Required action: Copy every record below exactly as it appears.

Stored data:
+ + + + +
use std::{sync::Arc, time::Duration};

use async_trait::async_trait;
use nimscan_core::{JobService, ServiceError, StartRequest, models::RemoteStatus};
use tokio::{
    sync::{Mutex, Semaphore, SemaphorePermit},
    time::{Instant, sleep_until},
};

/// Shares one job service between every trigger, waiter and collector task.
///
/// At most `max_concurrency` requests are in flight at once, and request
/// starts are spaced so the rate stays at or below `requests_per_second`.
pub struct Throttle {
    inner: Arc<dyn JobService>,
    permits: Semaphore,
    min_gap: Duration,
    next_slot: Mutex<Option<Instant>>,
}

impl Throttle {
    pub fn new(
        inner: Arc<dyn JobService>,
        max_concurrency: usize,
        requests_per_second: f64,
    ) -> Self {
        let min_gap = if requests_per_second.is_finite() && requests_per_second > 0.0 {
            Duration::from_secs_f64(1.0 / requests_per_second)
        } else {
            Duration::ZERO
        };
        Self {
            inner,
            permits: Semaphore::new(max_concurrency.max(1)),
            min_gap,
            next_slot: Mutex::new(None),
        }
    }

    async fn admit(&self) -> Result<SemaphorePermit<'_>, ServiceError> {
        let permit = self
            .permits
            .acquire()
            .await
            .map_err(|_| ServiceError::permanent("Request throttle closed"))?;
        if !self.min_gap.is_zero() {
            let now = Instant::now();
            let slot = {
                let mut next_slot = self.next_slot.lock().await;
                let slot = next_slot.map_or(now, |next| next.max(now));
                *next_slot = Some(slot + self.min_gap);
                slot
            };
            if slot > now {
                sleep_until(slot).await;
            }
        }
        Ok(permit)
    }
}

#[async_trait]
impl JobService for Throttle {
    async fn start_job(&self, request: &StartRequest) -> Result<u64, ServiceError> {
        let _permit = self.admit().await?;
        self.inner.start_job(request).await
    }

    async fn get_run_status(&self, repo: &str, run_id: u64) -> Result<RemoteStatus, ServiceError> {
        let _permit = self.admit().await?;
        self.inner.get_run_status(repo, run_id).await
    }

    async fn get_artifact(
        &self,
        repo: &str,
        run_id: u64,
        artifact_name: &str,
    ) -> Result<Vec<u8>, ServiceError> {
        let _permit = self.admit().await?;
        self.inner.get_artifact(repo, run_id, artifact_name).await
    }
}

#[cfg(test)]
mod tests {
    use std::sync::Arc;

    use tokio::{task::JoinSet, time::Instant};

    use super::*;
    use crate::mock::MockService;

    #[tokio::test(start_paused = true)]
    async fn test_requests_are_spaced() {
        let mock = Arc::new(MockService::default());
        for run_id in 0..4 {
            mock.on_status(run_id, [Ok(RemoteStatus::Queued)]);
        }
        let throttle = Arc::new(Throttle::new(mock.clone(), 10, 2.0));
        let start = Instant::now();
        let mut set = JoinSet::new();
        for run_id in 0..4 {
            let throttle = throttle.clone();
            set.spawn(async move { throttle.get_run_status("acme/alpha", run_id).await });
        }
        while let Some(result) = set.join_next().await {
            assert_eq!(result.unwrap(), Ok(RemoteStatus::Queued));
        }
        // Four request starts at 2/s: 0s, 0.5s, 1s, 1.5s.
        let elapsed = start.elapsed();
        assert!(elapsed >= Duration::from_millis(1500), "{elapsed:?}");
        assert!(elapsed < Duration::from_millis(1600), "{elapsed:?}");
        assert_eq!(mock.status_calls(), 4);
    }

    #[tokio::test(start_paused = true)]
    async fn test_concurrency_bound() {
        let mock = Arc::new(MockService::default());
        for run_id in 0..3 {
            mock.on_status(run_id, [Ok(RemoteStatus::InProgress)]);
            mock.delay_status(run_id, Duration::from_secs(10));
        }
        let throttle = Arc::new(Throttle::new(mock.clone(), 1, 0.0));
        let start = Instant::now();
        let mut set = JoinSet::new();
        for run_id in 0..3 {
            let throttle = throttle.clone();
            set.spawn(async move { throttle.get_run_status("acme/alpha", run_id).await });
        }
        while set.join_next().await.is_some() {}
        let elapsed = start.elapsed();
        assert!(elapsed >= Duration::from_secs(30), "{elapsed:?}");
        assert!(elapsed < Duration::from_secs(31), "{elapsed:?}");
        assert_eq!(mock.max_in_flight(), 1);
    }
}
+ + + + +
Solved problem:
use std::{sync::Arc, time::Duration};

use async_trait::async_trait;
use nimscan_core::{JobService, ServiceError, StartRequest, models::RemoteStatus};
use tokio::{
    sync::{Mutex, Semaphore, SemaphorePermit},
    time::{Instant, sleep_until},
};

/// Shares one job service between every trigger, waiter and collector task.
///
/// At most `max_concurrency` requests are in flight at once, and request
/// starts are spaced so the rate stays at or below `requests_per_second`.
pub struct Throttle {
    inner: Arc<dyn JobService>,
    permits: Semaphore,
    min_gap: Duration,
    next_slot: Mutex<Option<Instant>>,
}

impl Throttle {
    pub fn new(
        inner: Arc<dyn JobService>,
        max_concurrency: usize,
        requests_per_second: f64,
    ) -> Self {
        let min_gap = if requests_per_second.is_finite() && requests_per_second > 0.0 {
            Duration::from_secs_f64(1.0 / requests_per_second)
        } else {
            Duration::ZERO
        };
        Self {
            inner,
            permits: Semaphore::new(max_concurrency.max(1)),
            min_gap,
            next_slot: Mutex::new(None),
        }
    }

    async fn admit(&self) -> Result<SemaphorePermit<'_>, ServiceError> {
        let permit = self
            .permits
            .acquire()
            .await
            .map_err(|_| ServiceError::permanent("Request throttle closed"))?;
        if !self.min_gap.is_zero() {
            let now = Instant::now();
            let slot = {
                let mut next_slot = self.next_slot.lock().await;
                let slot = next_slot.map_or(now, |next| next.max(now));
                *next_slot = Some(slot + self.min_gap);
                slot
            };
            if slot > now {
                sleep_until(slot).await;
            }
        }
        Ok(permit)
    }
}

#[async_trait]
impl JobService for Throttle {
    async fn start_job(&self, request: &StartRequest) -> Result<u64, ServiceError> {
        let _permit = self.admit().await?;
        self.inner.start_job(request).await
    }

    async fn get_run_status(&self, repo: &str, run_id: u64) -> Result<RemoteStatus, ServiceError> {
        let _permit = self.admit().await?;
        self.inner.get_run_status(repo, run_id).await
    }

    async fn get_artifact(
        &self,
        repo: &str,
        run_id: u64,
        artifact_name: &str,
    ) -> Result<Vec<u8>, ServiceError> {
        let _permit = self.admit().await?;
        self.inner.get_artifact(repo, run_id, artifact_name).await
    }
}

#[cfg(test)]
mod tests {
    use std::sync::Arc;

    use tokio::{task::JoinSet, time::Instant};

    use super::*;
    use crate::mock::MockService;

    #[tokio::test(start_paused = true)]
    async fn test_requests_are_spaced() {
        let mock = Arc::new(MockService::default());
        for run_id in 0..4 {
            mock.on_status(run_id, [Ok(RemoteStatus::Queued)]);
        }
        let throttle = Arc::new(Throttle::new(mock.clone(), 10, 2.0));
        let start = Instant::now();
        let mut set = JoinSet::new();
        for run_id in 0..4 {
            let throttle = throttle.clone();
            set.spawn(async move { throttle.get_run_status("acme/alpha", run_id).await });
        }
        while let Some(result) = set.join_next().await {
            assert_eq!(result.unwrap(), Ok(RemoteStatus::Queued));
        }
        // Four request starts at 2/s: 0s, 0.5s, 1s, 1.5s.
        let elapsed = start.elapsed();
        assert!(elapsed >= Duration::from_millis(1500), "{elapsed:?}");
        assert!(elapsed < Duration::from_millis(1600), "{elapsed:?}");
        assert_eq!(mock.status_calls(), 4);
    }

    #[tokio::test(start_paused = true)]
    async fn test_concurrency_bound() {
        let mock = Arc::new(MockService::default());
        for run_id in 0..3 {
            mock.on_status(run_id, [Ok(RemoteStatus::InProgress)]);
            mock.delay_status(run_id, Duration::from_secs(10));
        }
        let throttle = Arc::new(Throttle::new(mock.clone(), 1, 0.0));
        let start = Instant::now();
        let mut set = JoinSet::new();
        for run_id in 0..3 {
            let throttle = throttle.clone();
            set.spawn(async move { throttle.get_run_status("acme/alpha", run_id).await });
        }
        while set.join_next().await.is_some() {}
        let elapsed = start.elapsed();
        assert!(elapsed >= Duration::from_secs(30), "{elapsed:?}");
        assert!(elapsed < Duration::from_secs(31), "{elapsed:?}");
        assert_eq!(mock.max_in_flight(), 1);
    }
}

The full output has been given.